Retiros de efectivo en cajeros automáticos siguen siendo operaciones de alto riesgo a pesar de la penetración de pagos digitales. Delincuentes han sofisticado técnicas de fraude que van desde la instalación de dispositivos de captura de datos hasta trampas mecánicas en dispensadores, explotando tanto las vulnerabilidades tecnológicas como el comportamiento del usuario.
Clonación de tarjetas representa el vector de ataque más documentado en estos terminales. Delincuentes instalan lectores superpuestos sobre los originales para capturar información de banda magnética o chip, mientras cámaras ocultas registran la introducción del PIN. Según reportes de asociaciones bancarias, esta modalidad genera pérdidas significativas porque permite transacciones no autorizadas en minutos, antes de que el titular detecte el fraude. La sofisticación de estos dispositivos ha aumentado: algunos utilizan tecnología inalámbrica para transmitir datos en tiempo real, dificultando su detección incluso para personal de mantenimiento.
Otro método emergente involucra trampas en dispensadores de efectivo diseñadas para retener billetes después de completar la transacción. El usuario observa la confirmación en pantalla pero no recibe el dinero, permitiendo que delincuentes recuperen posteriormente el dispositivo y se apropien del efectivo. Instituciones financieras han respondido implementando sistemas de doble verificación y cámaras de vigilancia de alta resolución, aunque la prevención sigue dependiendo de la conducta del usuario: permanecer en el lugar ante irregularidades y documentar transacciones fallidas es crítico para reclamaciones posteriores.
Ingeniería social complementa estos ataques técnicos. Delincuentes se posicionan cerca del terminal simulando necesitar asistencia técnica o distraen al usuario para observar PIN o intercambiar tarjetas. Esta táctica explota la disposición natural de ayuda mutua en espacios públicos. Instituciones financieras han respondido con campañas de educación del usuario y refuerzo de protocolos de seguridad física en terminales ubicados en zonas de alto riesgo.
Medidas preventivas de bajo costo han demostrado efectividad: inspección visual del terminal antes de insertar tarjeta, cobertura manual del teclado durante ingreso de PIN, selección de cajeros en interiores o zonas bien iluminadas, cierre explícito de sesión mediante botón de cancelación, y destrucción de recibos. Estas prácticas reducen significativamente la exposición a captura de datos y manipulación social.

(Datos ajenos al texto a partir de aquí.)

impl TicketQueue {
    /// Open the queue in `dir`, rebuilding the index from the records there.
    ///
    /// Unreadable, orphaned and tampered records are deleted and logged.
    #[instrument(skip_all, fields(dir = %dir.as_ref().display()))]
    pub fn open(dir: impl AsRef<Path>, ledger: Arc<Ledger>) -> Result<(Self, RebuildReport)> {
        let dir = dir.as_ref().to_path_buf();
        std::fs::create_dir_all(&dir)?;
        let queue = Self {
            dir,
            ledger,
            tickets: DashMap::new(),
            ticket_locks: DashMap::new(),
            stats: Mutex::new(TicketStats::default()),
            numbers: TicketNumberGenerator::new(),
            matcher: RedirectMatcher::new(),
        };
        let report = queue.rebuild()?;
        info!(
            loaded = report.loaded,
            malformed = report.malformed,
            orphaned = report.orphaned,
            tampered = report.tampered,
            unreadable = report.unreadable,
            "ticket queue rebuilt"
        );
        Ok((queue, report))
    }

    fn record_path(&self, file: &str) -> PathBuf {
        self.dir.join(format!("{file}.{RECORD_EXT}"))
    }

    /// Path of a ticket's document.
    pub fn document_path(&self, file: &str) -> PathBuf {
        self.dir.join(format!("{file}.{DOCUMENT_EXT}"))
    }

    /// Delete both files of a ticket dropped during the rebuild.
    fn discard(&self, file: &str) {
        for path in [self.record_path(file), self.document_path(file)] {
            if let Err(e) = remove_if_exists(&path) {
                warn!(path = %path.display(), error = %e, "ticket file not removed");
            }
        }
    }

    fn rebuild(&self) -> Result<RebuildReport> {
        let records = list_stems(&self.dir, RECORD_EXT)?;
        let documents = list_stems(&self.dir, DOCUMENT_EXT)?;
        let records: Vec<&str> = records.iter().map(String::as_str).collect();
        let documents: Vec<&str> = documents.iter().map(String::as_str).collect();
        let mut report = RebuildReport::default();
        let mut stats = TicketStats::default();

        for step in merge_sorted(&records, &documents, |r| *r, |d| *d) {
            let file = match step {
                MergeStep::Left(file) | MergeStep::Right(file) => {
                    warn!(%file, "ticket file without counterpart deleted");
                    self.discard(file);
                    report.orphaned += 1;
                    continue;
                }
                MergeStep::Both(file, _) => *file,
            };

            let ticket = match read_json::<Ticket>(&self.record_path(file)) {
                Ok(ticket) if ticket.job.file == file && !ticket.status.is_terminal() => ticket,
                Ok(_) => {
                    warn!(%file, "ticket record does not match its file");
                    self.discard(file);
                    report.malformed += 1;
                    continue;
                }
                Err(e) => {
                    warn!(%file, error = %e, "malformed ticket record deleted");
                    self.discard(file);
                    report.malformed += 1;
                    continue;
                }
            };

            let document = match std::fs::read(self.document_path(file)) {
                Ok(document) => document,
                Err(e) => {
                    warn!(%file, error = %e, "unreadable ticket document deleted");
                    self.discard(file);
                    report.unreadable += 1;
                    continue;
                }
            };
            if let Err(e) = verify_hash(&document, &ticket.job.document_hash) {
                warn!(%file, error = %e, "tampered ticket deleted");
                self.discard(file);
                report.tampered += 1;
                continue;
            }

            match self.tickets.entry(ticket.number.clone()) {
                Entry::Occupied(_) => {
                    warn!(%file, number = %ticket.number, "duplicate ticket number deleted");
                    self.discard(file);
                    report.malformed += 1;
                }
                Entry::Vacant(slot) => {
                    stats.add(&ticket);
                    slot.insert(ticket);
                    report.loaded += 1;
                }
            }
        }

        *self.lock_stats() = stats;
        Ok(report)
    }

    fn lock_stats(&self) -> MutexGuard<'_, TicketStats> {
        self.stats.lock().unwrap_or_else(PoisonError::into_inner)
    }

    /// Apply `f` to the aggregates and return the result, under one lock.
    fn update_stats(&self, f: impl FnOnce(&mut TicketStats)) -> TicketStats {
        let mut stats = self.lock_stats();
        f(&mut stats);
        stats.clone()
    }

    /// Queue `job` as a ticket awaiting release.
    ///
    /// The cost is validated against the ledger first.  A fresh ticket
    /// number is drawn until one is free.
    #[instrument(skip(self, job, document, request), fields(owner = %job.owner, cost = %job.cost()))]
    pub fn submit(
        &self,
        mut job: OutboxJob,
        document: &[u8],
        request: TicketRequest,
    ) -> Result<Ticket> {
        validate_name("owner", &job.owner)?;
        if job.file.is_empty() {
            job.file = new_job_file();
        }
        validate_name("job file", &job.file)?;
        if self.tickets.iter().any(|t| t.job.file == job.file) {
            return Err(PageTallyError::Validation(format!(
                "job {} is already queued",
                job.file
            )));
        }
        self.ledger
            .in_transaction(|tx| validate_job_cost(&self.ledger, tx, &job.owner, &job))?;

        job.document_hash = hash_bytes(document);
        let file = job.file.clone();
        write_bytes_atomic(&self.document_path(&file), document)?;

        let mut ticket = Ticket {
            number: String::new(),
            job,
            status: TicketStatus::Created,
            scope: request.scope.unwrap_or(TicketScope::Print),
            printer_redirect: None,
            delivery_date: request.delivery_date,
            tag: request.tag,
            dispatch: None,
        };
        transition(&mut ticket, TicketStatus::WaitingForRelease)?;

        let ticket = loop {
            ticket.number = match self.numbers.generate(ticket.tag.as_deref()) {
                Ok(number) => number,
                Err(e) => {
                    discard_document(&self.document_path(&file));
                    return Err(e);
                }
            };
            match self.tickets.entry(ticket.number.clone()) {
                Entry::Occupied(_) => debug!(number = %ticket.number, "ticket number taken"),
                Entry::Vacant(slot) => {
                    slot.insert(ticket.clone());
                    break ticket;
                }
            }
        };

        if let Err(e) = self.persist_new(&ticket) {
            self.tickets.remove(&ticket.number);
            discard_document(&self.document_path(&file));
            return Err(e);
        }

        let stats = self.update_stats(|s| s.add(&ticket));
        self.record_stats(StatFamily::DocIn, &ticket.job);
        info!(number = %ticket.number, depth = stats.depth, "ticket queued");
        Ok(ticket)
    }

    /// Write the record of a new ticket; a supplier job's print-log record
    /// commits with it.
    fn persist_new(&self, ticket: &Ticket) -> Result<()> {
        self.ledger.in_transaction(|tx| {
            if ticket.job.ext_supplier.is_some() {
                let charge = JobCharge::for_job(ticket.number.clone(), &ticket.job);
                self.ledger.register_ext_job(tx, &charge)?;
            }
            write_json_atomic(&self.record_path(&ticket.job.file), ticket)
        })
    }

    /// Run `f` on the current state of ticket `number` with its lock held.
    fn with_ticket<T>(&self, number: &str, f: impl FnOnce(Ticket) -> Result<T>) -> Result<T> {
        if !self.tickets.contains_key(number) {
            return Err(PageTallyError::JobNotFound(number.to_string()));
        }
        let lock = Arc::clone(
            self.ticket_locks
                .entry(number.to_string())
                .or_insert_with(|| Arc::new(Mutex::new(())))
                .value(),
        );
        let _guard = lock
            .lock()
            .map_err(|_| PageTallyError::LockFailed(format!("ticket {number}")))?;
        let ticket = self
            .get(number)
            .ok_or_else(|| PageTallyError::JobNotFound(number.to_string()))?;
        f(ticket)
    }

    pub fn get(&self, number: &str) -> Option<Ticket> {
        self.tickets.get(number).map(|t| t.value().clone())
    }

    pub fn len(&self) -> usize {
        self.tickets.len()
    }

    pub fn is_empty(&self) -> bool {
        self.tickets.is_empty()
    }

    /// All tickets, oldest first.
    pub fn tickets(&self) -> Vec<Ticket> {
        let mut tickets: Vec<Ticket> = self.tickets.iter().map(|t| t.value().clone()).collect();
        tickets.sort_by(|a, b| {
            a.job
                .submit_time
                .cmp(&b.job.submit_time)
                .then_with(|| a.number.cmp(&b.number))
        });
        tickets
    }

    /// Snapshot of the running aggregates.
    pub fn stats(&self) -> TicketStats {
        self.lock_stats().clone()
    }

    /// Hand a waiting ticket to `printer`.
    ///
    /// A ticket is dispatched at most once; a second attempt fails with
    /// `TicketAlreadyDispatched`.
    #[instrument(skip(self))]
    pub fn start_print(&self, number: &str, printer: &str) -> Result<Ticket> {
        let updated = self.with_ticket(number, |mut ticket| {
            if ticket.dispatch.is_some() {
                return Err(PageTallyError::TicketAlreadyDispatched(number.to_string()));
            }
            transition(&mut ticket, TicketStatus::Printing)?;
            if printer != ticket.job.printer_name {
                ticket.printer_redirect = Some(printer.to_string());
            }
            ticket.dispatch = Some(DispatchRecord {
                printer_name: printer.to_string(),
                dispatched_at: Utc::now(),
            });
            write_json_atomic(&self.record_path(&ticket.job.file), &ticket)?;
            self.tickets.insert(number.to_string(), ticket.clone());
            Ok(ticket)
        })?;

        info!(redirected = updated.printer_redirect.is_some(), "ticket dispatched");
        Ok(updated)
    }

    /// Printers of `group` able to fulfil the ticket.
    pub fn redirect_candidates(
        &self,
        number: &str,
        group: &[RedirectPrinter],
    ) -> Result<RedirectSelection> {
        let ticket = self
            .get(number)
            .ok_or_else(|| PageTallyError::JobNotFound(number.to_string()))?;
        Ok(self
            .matcher
            .select_candidates(&RedirectRequest::from(&ticket), group))
    }

    /// Dispatch the ticket to a randomly chosen capable member of `group`.
    #[instrument(skip(self, group), fields(group = group.len()))]
    pub fn print_redirected(&self, number: &str, group: &[RedirectPrinter]) -> Result<Ticket> {
        let selection = self.redirect_candidates(number, group)?;
        let printer = self
            .matcher
            .choose_printer(&selection)
            .ok_or_else(|| {
                PageTallyError::Validation(format!("no printer can fulfil ticket {number}"))
            })?
            .printer_name
            .clone();
        self.start_print(number, &printer)
    }

    /// Charge a printing ticket and remove it from the queue.
    ///
    /// The charge is referenced by the ticket number and commits only once
    /// the ticket's record is gone; if the record cannot be deleted the
    /// charge is rolled back and the ticket keeps printing.
    #[instrument(skip(self))]
    pub fn complete(&self, number: &str) -> Result<(Ticket, Vec<AccountTrx>)> {
        let (ticket, trxs) = self.with_ticket(number, |mut ticket| {
            transition(&mut ticket, TicketStatus::Completed)?;
            let charge = JobCharge::for_job(number, &ticket.job);
            let trxs = self.ledger.in_transaction(|tx| {
                let trxs = charge_job(&self.ledger, tx, &ticket.job.owner, &ticket.job, &charge)?;
                remove_if_exists(&self.record_path(&ticket.job.file))?;
                Ok(trxs)
            })?;
            self.finish(&ticket);
            Ok((ticket, trxs))
        })?;

        self.record_stats(StatFamily::DocOut, &ticket.job);
        info!(trxs = trxs.len(), "ticket completed");
        Ok((ticket, trxs))
    }

    /// Cancel a waiting or printing ticket without charging it.
    #[instrument(skip(self))]
    pub fn cancel(&self, number: &str) -> Result<Ticket> {
        let ticket = self.with_ticket(number, |mut ticket| {
            transition(&mut ticket, TicketStatus::Canceled)?;
            self.ledger.in_transaction(|tx| {
                if ticket.job.ext_supplier.is_some() {
                    self.ledger.mark_ext_pending_cancel(tx, number)?;
                }
                remove_if_exists(&self.record_path(&ticket.job.file))
            })?;
            self.finish(&ticket);
            Ok(ticket)
        })?;

        info!("ticket canceled");
        Ok(ticket)
    }

    /// Drop a ticket whose record is already deleted.
    fn finish(&self, ticket: &Ticket) {
        self.tickets.remove(&ticket.number);
        self.ticket_locks.remove(&ticket.number);
        self.update_stats(|s| s.remove(ticket));
        discard_document(&self.document_path(&ticket.job.file));
    }

    /// Cancel every ticket still waiting for release whose expiry lies
    /// before `now`.  Returns the canceled ticket numbers.
    pub fn prune_expired(&self, now: DateTime<Utc>) -> Result<Vec<String>> {
        let expired: Vec<String> = self
            .tickets
            .iter()
            .filter(|t| t.status == TicketStatus::WaitingForRelease && t.job.is_expired(now))
            .map(|t| t.number.clone())
            .collect();

        let mut canceled = Vec::with_capacity(expired.len());
        for number in expired {
            match self.cancel(&number) {
                Ok(_) => canceled.push(number),
                Err(PageTallyError::JobNotFound(_) | PageTallyError::IllegalTransition { .. }) => {}
                Err(e) => return Err(e),
            }
        }
        if !canceled.is_empty() {
            info!(expired = canceled.len(), "expired tickets pruned");
        }
        Ok(canceled)
    }

    fn record_stats(&self, family: StatFamily, job: &OutboxJob) {
        let delta = DocStats::job(job.pages, job.copies, job.cost());
        if let Err(e) = self.ledger.record_stats(family, &delta) {
            warn!(family = family.as_str(), error = %e, "stats update failed");
        }
    }
}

Bancos han incrementado inversión en tecnología biométrica, autenticación multifactor y sistemas de detección de anomalías en tiempo real. Sin embargo, la brecha de seguridad persiste en la cadena usuario-terminal-red, donde el comportamiento humano sigue siendo el eslabón más vulnerable. Estrategia integral requiere tanto innovación tecnológica como cambio en patrones de conducta del usuario, particularmente en mercados donde el efectivo mantiene relevancia operativa en transacciones cotidianas.